Namun tidak dapat dihindari dan dipungkiri bahwa, perkawinan katolik juga pada situasi tertentu mengalami tantangan dan cobaan yang pada akhirnya menghantar pasangan suami dan istri pada titik akhir yakni perpisahan atau perceraian. Agama Katolik menjelaskan bahwa makna perpisahan hidup perkawinan yang sesungguhnya berpisah dengan tetap adanya ikatan nikah antara seorang pria dan seorang wanita. Perpisahan hidup perkawinan menurut kanon 1151-1155 adalah perpisan yang terjadi antara sepasang suami-istri dengan tetap adanya ikatan perkawinan diantara kedua pasangan ini.

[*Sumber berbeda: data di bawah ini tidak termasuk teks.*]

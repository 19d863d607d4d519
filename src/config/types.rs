use serde::{Deserialize, Serialize};
use std::collections::BTreeMap;
use std::fmt;
use std::str::FromStr;

// ============================================================================
// Secret Definitions
// ============================================================================

/// Where a configured secret comes from.
#[derive(Debug, Clone, Copy, PartialEq, Eq, Hash, Serialize, Deserialize, Default)]
#[serde(rename_all = "lowercase")]
pub enum SecretOrigin {
    /// Read from Vault at `source`; produces a lease record.
    #[default]
    Vault,
    /// Read from the local filesystem at `source`.
    File,
    /// No data of its own; only the session token is required.
    Token,
}

impl SecretOrigin {
    pub fn as_str(&self) -> &'static str {
        match self {
            SecretOrigin::Vault => "vault",
            SecretOrigin::File => "file",
            SecretOrigin::Token => "token",
        }
    }
}

impl fmt::Display for SecretOrigin {
    fn fmt(&self, f: &mut fmt::Formatter<'_>) -> fmt::Result {
        f.write_str(self.as_str())
    }
}

impl FromStr for SecretOrigin {
    type Err = String;

    fn from_str(s: &str) -> Result<Self, Self::Err> {
        match s {
            "" | "vault" => Ok(SecretOrigin::Vault),
            "file" => Ok(SecretOrigin::File),
            "token" => Ok(SecretOrigin::Token),
            other => Err(format!("invalid origin: {other}")),
        }
    }
}

/// How a secret is written to its destination.
#[derive(Debug, Clone, Copy, PartialEq, Eq, Hash, Serialize, Deserialize)]
#[serde(rename_all = "lowercase")]
pub enum OutputFormat {
    /// Appended as `KEY="value"` lines to a single file.
    Dotenv,
    /// One file per key inside a destination directory.
    File,
}

impl FromStr for OutputFormat {
    type Err = String;

    fn from_str(s: &str) -> Result<Self, Self::Err> {
        match s {
            "dotenv" => Ok(OutputFormat::Dotenv),
            "file" => Ok(OutputFormat::File),
            other => Err(format!("invalid format: {other}")),
        }
    }
}

/// A single secret to fetch and materialize.
///
/// `origin` and `format` are kept as raw strings until validation so that
/// every problem in the file is reported at once instead of failing on the
/// first unknown value.
#[derive(Debug, Clone, Serialize, Deserialize, Default)]
#[serde(rename_all = "camelCase")]
pub struct SecretDefinition {
    #[serde(default)]
    pub name: String,
    #[serde(default)]
    pub origin: String,
    #[serde(default)]
    pub source: String,
    #[serde(default)]
    pub destination: String,
    #[serde(default)]
    pub format: String,
    /// Descend one level into the Vault payload under this key.
    #[serde(default, skip_serializing_if = "Option::is_none")]
    pub secret_base_key: Option<String>,
    /// Output key -> source key.
    #[serde(default, skip_serializing_if = "BTreeMap::is_empty")]
    pub mapping: BTreeMap<String, String>,
    #[serde(default, skip_serializing_if = "Vec::is_empty")]
    pub decoders: Vec<String>,
}

impl SecretDefinition {
    /// Parsed origin. Call after validation; unknown values fall back to Vault.
    pub fn origin(&self) -> SecretOrigin {
        self.origin.parse().unwrap_or_default()
    }

    /// Parsed output format, if valid.
    pub fn output_format(&self) -> Option<OutputFormat> {
        self.format.parse().ok()
    }

    /// The sub-key, ignoring an empty string.
    pub fn base_key(&self) -> Option<&str> {
        self.secret_base_key.as_deref().filter(|k| !k.is_empty())
    }
}

// ============================================================================
// Logging
// ============================================================================

#[derive(Debug, Clone, Copy, PartialEq, Eq, Serialize, Deserialize, Default)]
#[serde(rename_all = "lowercase")]
pub enum LogFormat {
    #[default]
    Text,
    Json,
}

#[derive(Debug, Clone, Serialize, Deserialize, Default)]
#[serde(rename_all = "camelCase")]
pub struct LoggingConfig {
    #[serde(default)]
    pub format: LogFormat,
    /// Extra `EnvFilter` directive, e.g. `vaultkeeper=debug`.
    #[serde(default, skip_serializing_if = "Option::is_none")]
    pub level: Option<String>,
}
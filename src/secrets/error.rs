//! Error taxonomy for the secret lifecycle.

use crate::backend::BackendError;
use crate::output::OutputError;
use std::path::PathBuf;
use thiserror::Error;

pub type Result<T> = std::result::Result<T, LifecycleError>;

/// Errors surfaced by populate and keep-alive.
///
/// Helpers only classify; the driver in `main` decides which ones end the
/// process and with what exit code.
#[derive(Error, Debug)]
pub enum LifecycleError {
    /// Malformed or missing configuration.
    #[error("configuration error: {0}")]
    Config(String),

    /// Login or re-authentication failed.
    #[error("authentication failed: {message}")]
    Auth { message: String },

    /// A secret could not be read or decoded during populate.
    #[error("failed to fetch secret '{secret}': {message}")]
    Fetch { secret: String, message: String },

    /// A lease or session renewal call failed during keep-alive.
    #[error("renewal failed: {message}")]
    Renewal { message: String },

    /// Snapshot or destination I/O failed.
    #[error("I/O error on {}: {message}", .path.display())]
    Io { path: PathBuf, message: String },
}

impl LifecycleError {
    pub fn auth(message: impl Into<String>) -> Self {
        Self::Auth {
            message: message.into(),
        }
    }

    pub fn fetch(secret: impl Into<String>, message: impl Into<String>) -> Self {
        Self::Fetch {
            secret: secret.into(),
            message: message.into(),
        }
    }

    pub fn renewal(message: impl Into<String>) -> Self {
        Self::Renewal {
            message: message.into(),
        }
    }

    pub fn io(path: impl Into<PathBuf>, message: impl std::fmt::Display) -> Self {
        Self::Io {
            path: path.into(),
            message: message.to_string(),
        }
    }

    /// Only renewal failures are retried by the scheduler.
    pub fn is_retryable(&self) -> bool {
        matches!(self, LifecycleError::Renewal { .. })
    }

    /// Wrap an output-stage failure for the secret it belongs to.
    pub fn from_output(secret: &str, err: OutputError) -> Self {
        match err {
            OutputError::Io { path, source } => Self::io(path, source),
            OutputError::NotADirectory(path) => Self::io(path, "not a directory"),
            other => Self::fetch(secret, other.to_string()),
        }
    }

    /// Reclassify a keep-alive failure as retryable.
    ///
    /// Re-authentication during keep-alive is retried like any renewal.
    pub fn into_renewal(self) -> Self {
        match self {
            LifecycleError::Auth { message } => Self::renewal(format!("re-authentication: {message}")),
            LifecycleError::Renewal { .. } => self,
            other => Self::renewal(other.to_string()),
        }
    }
}

impl From<BackendError> for LifecycleError {
    fn from(err: BackendError) -> Self {
        Self::renewal(err.to_string())
    }
}
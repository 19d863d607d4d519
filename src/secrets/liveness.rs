//! Liveness endpoint.

use crate::infra::shutdown_signal::ShutdownSignal;
use axum::{extract::State, http::StatusCode, routing::get, Router};
use std::net::SocketAddr;
use std::sync::atomic::{AtomicBool, Ordering};
use std::sync::Arc;
use tokio::net::TcpListener;
use tokio::task::JoinHandle;
use tower_http::trace::TraceLayer;
use tracing::{debug, info};

pub const NOT_READY_BODY: &str = "Service is not ready yet";

/// Set once by the scheduler, read by the HTTP handler.
#[derive(Debug, Clone, Default)]
pub struct Readiness {
    ready: Arc<AtomicBool>,
}

impl Readiness {
    pub fn new() -> Self {
        Self::default()
    }

    /// Flip to ready. Returns `true` only for the call that flipped it.
    pub fn mark_ready(&self) -> bool {
        let flipped = !self.ready.swap(true, Ordering::AcqRel);
        if flipped {
            info!("Keep-alive scheduled, reporting ready");
        }
        flipped
    }

    pub fn is_ready(&self) -> bool {
        self.ready.load(Ordering::Acquire)
    }
}

pub fn build_routes(readiness: Readiness) -> Router {
    Router::new()
        .route("/liveness", get(liveness_handler))
        .layer(TraceLayer::new_for_http())
        .with_state(readiness)
}

async fn liveness_handler(State(readiness): State<Readiness>) -> (StatusCode, &'static str) {
    debug!("Received liveness request");
    if readiness.is_ready() {
        (StatusCode::OK, "OK")
    } else {
        debug!("Returning a 500 status code for the liveness request");
        (StatusCode::INTERNAL_SERVER_ERROR, NOT_READY_BODY)
    }
}

/// A running liveness server.
pub struct LivenessServer {
    addr: SocketAddr,
    handle: JoinHandle<std::io::Result<()>>,
}

impl LivenessServer {
    /// Bind and serve until `shutdown` fires.
    pub async fn start(
        addr: SocketAddr,
        readiness: Readiness,
        shutdown: ShutdownSignal,
    ) -> std::io::Result<Self> {
        let listener = TcpListener::bind(addr).await?;
        let addr = listener.local_addr()?;
        info!("Liveness server listening on {}", addr);

        let app = build_routes(readiness);
        let handle = tokio::spawn(async move {
            axum::serve(listener, app)
                .with_graceful_shutdown(async move { shutdown.wait().await })
                .await
        });

        Ok(Self { addr, handle })
    }

    pub fn addr(&self) -> SocketAddr {
        self.addr
    }

    /// Wait for the server task after shutdown was signalled.
    pub async fn join(self) {
        match self.handle.await {
            Ok(Ok(())) => debug!("Liveness server stopped"),
            Ok(Err(e)) => tracing::warn!("Liveness server failed: {}", e),
            Err(e) => tracing::warn!("Liveness server task panicked: {}", e),
        }
    }
}
use crate::config::{LogFormat, LoggingConfig};
use tracing_subscriber::EnvFilter;

/// Install the global tracing subscriber.
///
/// `RUST_LOG` wins over the configured level; `vaultkeeper=info` is always
/// present as a floor.
pub fn init(config: &LoggingConfig) {
    let mut filter = EnvFilter::from_default_env();
    if let Some(directive) = config.level.as_deref().and_then(|l| l.parse().ok()) {
        filter = filter.add_directive(directive);
    }
    if let Ok(directive) = "vaultkeeper=info".parse() {
        filter = filter.add_directive(directive);
    }

    let builder = tracing_subscriber::fmt()
        .with_env_filter(filter)
        .with_writer(std::io::stderr);

    let result = match config.format {
        LogFormat::Text => builder.try_init(),
        LogFormat::Json => builder.json().try_init(),
    };

    // A subscriber may already be installed by a test harness.
    let _ = result;
}
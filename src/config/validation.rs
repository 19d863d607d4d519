use super::{Config, OutputFormat, SecretDefinition, SecretOrigin, VALID_DECODERS};
use anyhow::Result;
use std::path::Path;

/// Validation errors for configuration.
#[derive(Debug, Clone)]
pub struct ConfigValidationError {
    pub path: String,
    pub message: String,
}

impl std::fmt::Display for ConfigValidationError {
    fn fmt(&self, f: &mut std::fmt::Formatter<'_>) -> std::fmt::Result {
        write!(f, "{}: {}", self.path, self.message)
    }
}

fn push(errors: &mut Vec<ConfigValidationError>, path: impl Into<String>, message: impl Into<String>) {
    errors.push(ConfigValidationError {
        path: path.into(),
        message: message.into(),
    });
}

/// Validate a configuration object.
///
/// Creates the data directory if it is missing.
pub fn validate_config(config: &Config) -> Vec<ConfigValidationError> {
    let mut errors = Vec::new();

    prepare_data_dir(&config.data_dir, &mut errors);

    if config.vault_url.is_empty() {
        push(&mut errors, "vaultUrl", "No Vault URL set");
    } else if let Err(e) = url::Url::parse(&config.vault_url) {
        push(&mut errors, "vaultUrl", format!("Invalid Vault URL: {e}"));
    }

    if config.role.is_empty() {
        push(&mut errors, "role", "No role set");
    }

    if config.vault_auth_method_path.is_empty() {
        push(&mut errors, "vaultAuthMethodPath", "No Vault auth method path set");
    }

    if !config.token_path.exists() {
        push(
            &mut errors,
            "tokenPath",
            format!("Token file does not exist at {}", config.token_path.display()),
        );
    }

    if config.http_port == 0 {
        push(&mut errors, "httpPort", "Port must be greater than 0");
    }

    for (idx, secret) in config.secrets.iter().enumerate() {
        validate_secret(secret, idx, &mut errors);
    }

    errors
}

fn prepare_data_dir(data_dir: &Path, errors: &mut Vec<ConfigValidationError>) {
    if data_dir.as_os_str().is_empty() {
        push(errors, "dataDir", "No data directory defined");
        return;
    }

    if !data_dir.exists() {
        if let Err(e) = std::fs::create_dir_all(data_dir) {
            push(errors, "dataDir", format!("Failed to create data directory: {e}"));
        }
    } else if !data_dir.is_dir() {
        push(errors, "dataDir", "The data directory is not a directory");
    }
}

fn validate_secret(secret: &SecretDefinition, idx: usize, errors: &mut Vec<ConfigValidationError>) {
    let path = format!("secrets[{idx}]");

    let origin = match secret.origin.parse::<SecretOrigin>() {
        Ok(origin) => Some(origin),
        Err(e) => {
            push(errors, format!("{path}.origin"), e);
            None
        }
    };

    if secret.name.is_empty() {
        push(errors, format!("{path}.name"), "No name set");
    }

    if secret.source.is_empty() && origin != Some(SecretOrigin::Token) {
        push(errors, format!("{path}.source"), "No source set");
    }

    if secret.destination.is_empty() {
        push(errors, format!("{path}.destination"), "No destination set");
    }

    if let Err(e) = secret.format.parse::<OutputFormat>() {
        push(errors, format!("{path}.format"), e);
    }

    for decoder in &secret.decoders {
        if !VALID_DECODERS.contains(&decoder.as_str()) {
            push(errors, format!("{path}.decoders"), format!("invalid decoder: {decoder}"));
        }
    }
}

/// Validate configuration and return Result.
pub fn validate_config_object(config: &Config) -> Result<()> {
    let errors = validate_config(config);
    if errors.is_empty() {
        Ok(())
    } else {
        let messages: Vec<String> = errors.iter().map(|e| e.to_string()).collect();
        anyhow::bail!("Configuration validation failed:\n{}", messages.join("\n"));
    }
}
mod defaults;
mod io;
mod types;
mod validation;

pub use defaults::*;
pub use io::*;
pub use types::*;
pub use validation::*;

use anyhow::Result;
use serde::{Deserialize, Serialize};
use std::path::{Path, PathBuf};
use tracing::{debug, info};

/// Top-level vaultkeeper configuration.
#[derive(Debug, Clone, Serialize, Deserialize)]
#[serde(rename_all = "camelCase")]
pub struct Config {
    /// Directory holding the persisted lease snapshot.
    #[serde(default)]
    pub data_dir: PathBuf,
    #[serde(default)]
    pub vault_url: String,
    /// Service account JWT used for the Kubernetes auth login.
    #[serde(default = "default_token_path")]
    pub token_path: PathBuf,
    #[serde(default)]
    pub namespace: String,
    #[serde(default)]
    pub role: String,
    #[serde(default)]
    pub vault_auth_method_path: String,
    #[serde(default)]
    pub revoke_auth_lease_on_quit: bool,
    #[serde(default = "default_http_port")]
    pub http_port: u16,
    #[serde(default)]
    pub logging: LoggingConfig,
    #[serde(default)]
    pub secrets: Vec<SecretDefinition>,
}

fn default_token_path() -> PathBuf {
    PathBuf::from(DEFAULT_TOKEN_PATH)
}

fn default_http_port() -> u16 {
    DEFAULT_HTTP_PORT
}

impl Config {
    /// Load, apply environment overrides, and validate a config file.
    ///
    /// The data directory is created as part of validation.
    pub fn load(path: &Path) -> Result<Self> {
        info!("Loading config from {}", path.display());
        let value = read_config_file_snapshot(path)?;
        let mut config: Config = serde_json::from_value(value)?;

        config.apply_env_overrides();
        validate_config_object(&config)?;

        debug!(
            "Loaded {} secret definition(s) from {}",
            config.secrets.len(),
            path.display()
        );
        Ok(config)
    }

    /// Path of the persisted snapshot.
    pub fn snapshot_path(&self) -> PathBuf {
        self.data_dir.join(SNAPSHOT_FILE_NAME)
    }

    /// Apply environment variable overrides to the configuration.
    fn apply_env_overrides(&mut self) {
        self.apply_overrides(|key| std::env::var(key).ok());
    }

    /// Every set variable replaces the configured value.
    /// `VAULTKEEPER_NAMESPACE` wins over the generic `VAULT_NAMESPACE`.
    fn apply_overrides(&mut self, var: impl Fn(&str) -> Option<String>) {
        if let Some(url) = var("VAULTKEEPER_VAULT_URL") {
            self.vault_url = url;
        }

        if let Some(role) = var("VAULTKEEPER_ROLE") {
            self.role = role;
        }

        if let Some(namespace) = var("VAULTKEEPER_NAMESPACE").or_else(|| var("VAULT_NAMESPACE")) {
            self.namespace = namespace;
        }

        if let Some(port) = var("VAULTKEEPER_HTTP_PORT").and_then(|p| p.parse().ok()) {
            self.http_port = port;
        }
    }
}

impl Default for Config {
    fn default() -> Self {
        Self {
            data_dir: PathBuf::new(),
            vault_url: String::new(),
            token_path: default_token_path(),
            namespace: String::new(),
            role: String::new(),
            vault_auth_method_path: String::new(),
            revoke_auth_lease_on_quit: false,
            http_port: DEFAULT_HTTP_PORT,
            logging: LoggingConfig::default(),
            secrets: Vec::new(),
        }
    }
}

#[cfg(test)]
mod tests {
    use super::*;
    use std::fs;
    use tempfile::TempDir;

    #[test]
    fn load_full_config() {
        let dir = TempDir::new().unwrap();
        let token = dir.path().join("token");
        fs::write(&token, "jwt").unwrap();
        let data_dir = dir.path().join("state");
        let file = dir.path().join("config.yaml");
        fs::write(
            &file,
            format!(
                r#"
dataDir: {}
vaultUrl: http://127.0.0.1:8200
tokenPath: {}
role: app
vaultAuthMethodPath: kubernetes
revokeAuthLeaseOnQuit: true
secrets:
  - name: db
    source: database/creds/app
    destination: {}/db
    format: file
"#,
                data_dir.display(),
                token.display(),
                dir.path().display()
            ),
        )
        .unwrap();

        let config = Config::load(&file).unwrap();
        assert_eq!(config.role, "app");
        assert!(config.revoke_auth_lease_on_quit);
        assert_eq!(config.http_port, DEFAULT_HTTP_PORT);
        assert_eq!(config.secrets.len(), 1);
        assert!(data_dir.is_dir(), "data dir should be created on load");
        assert_eq!(config.snapshot_path(), data_dir.join("data.yaml"));
    }

    #[test]
    fn load_rejects_invalid_config() {
        let dir = TempDir::new().unwrap();
        let file = dir.path().join("config.yaml");
        fs::write(&file, "secrets: []\n").unwrap();

        let err = Config::load(&file).unwrap_err().to_string();
        assert!(err.contains("vaultUrl"));
        assert!(err.contains("role"));
    }

    #[test]
    fn env_overrides_replace_config_values() {
        let env: std::collections::HashMap<&str, &str> = [
            ("VAULTKEEPER_ROLE", "other-role"),
            ("VAULTKEEPER_NAMESPACE", "team-b"),
            ("VAULT_NAMESPACE", "ignored"),
            ("VAULTKEEPER_HTTP_PORT", "9100"),
        ]
        .into();
        let mut config = Config {
            vault_url: "http://vault:8200".into(),
            role: "app".into(),
            namespace: "team-a".into(),
            ..Default::default()
        };

        config.apply_overrides(|key| env.get(key).map(|v| v.to_string()));

        assert_eq!(config.vault_url, "http://vault:8200");
        assert_eq!(config.role, "other-role");
        assert_eq!(config.namespace, "team-b");
        assert_eq!(config.http_port, 9100);
    }

    #[test]
    fn generic_vault_namespace_overrides_config() {
        let mut config = Config {
            namespace: "team-a".into(),
            ..Default::default()
        };
        config.apply_overrides(|key| (key == "VAULT_NAMESPACE").then(|| "team-c".to_string()));
        assert_eq!(config.namespace, "team-c");

        config.apply_overrides(|key| (key == "VAULTKEEPER_HTTP_PORT").then(|| "not-a-port".to_string()));
        assert_eq!(config.http_port, DEFAULT_HTTP_PORT);
    }

    #[test]
    fn defaults_applied() {
        let config: Config = serde_yaml::from_str("vaultUrl: http://v\n").unwrap();
        assert_eq!(config.token_path, PathBuf::from(DEFAULT_TOKEN_PATH));
        assert_eq!(config.http_port, 8000);
        assert!(!config.revoke_auth_lease_on_quit);
    }
}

Hal mengenai prosedur perpisahan hidup perkawinan hendaknya mengikuti prosedur yang ditentukan dalam kanon 1153 dan kanon 1659-1695.
Daftar Pustaka
Kitab Suci Deoterokanonika, Jakarta: LBI, 1996.
Kitab Hukum Kanonik (KHK) 1983, Jakarta: Obor, 1991.
Hardawiryana, R. Dokumen Konsili Vatikan II, Jakarta: Obor 1993.
Konferensi Wali Gereja Indonesia, Iman Katolik, Yogyakarta: Kanisius,1996.
Groenenn, C. Perkawinan Sakramental:Anthropologi dan Sejarah Teologi,Sistematik,Spiritualitas Pastoral, Yogyakarta: Kanisius, 1993.
Rubiyatmoko, Robertus, Perkawinan Katolik Menurut Kitab Hukum Kanonik, Yogyakarta: Kanisius, 2011)
Lon Servatius Yohanes, Perkawinan Sakramental dalam Gereja Katolik, Yogyakarta: Kanisius, 2019.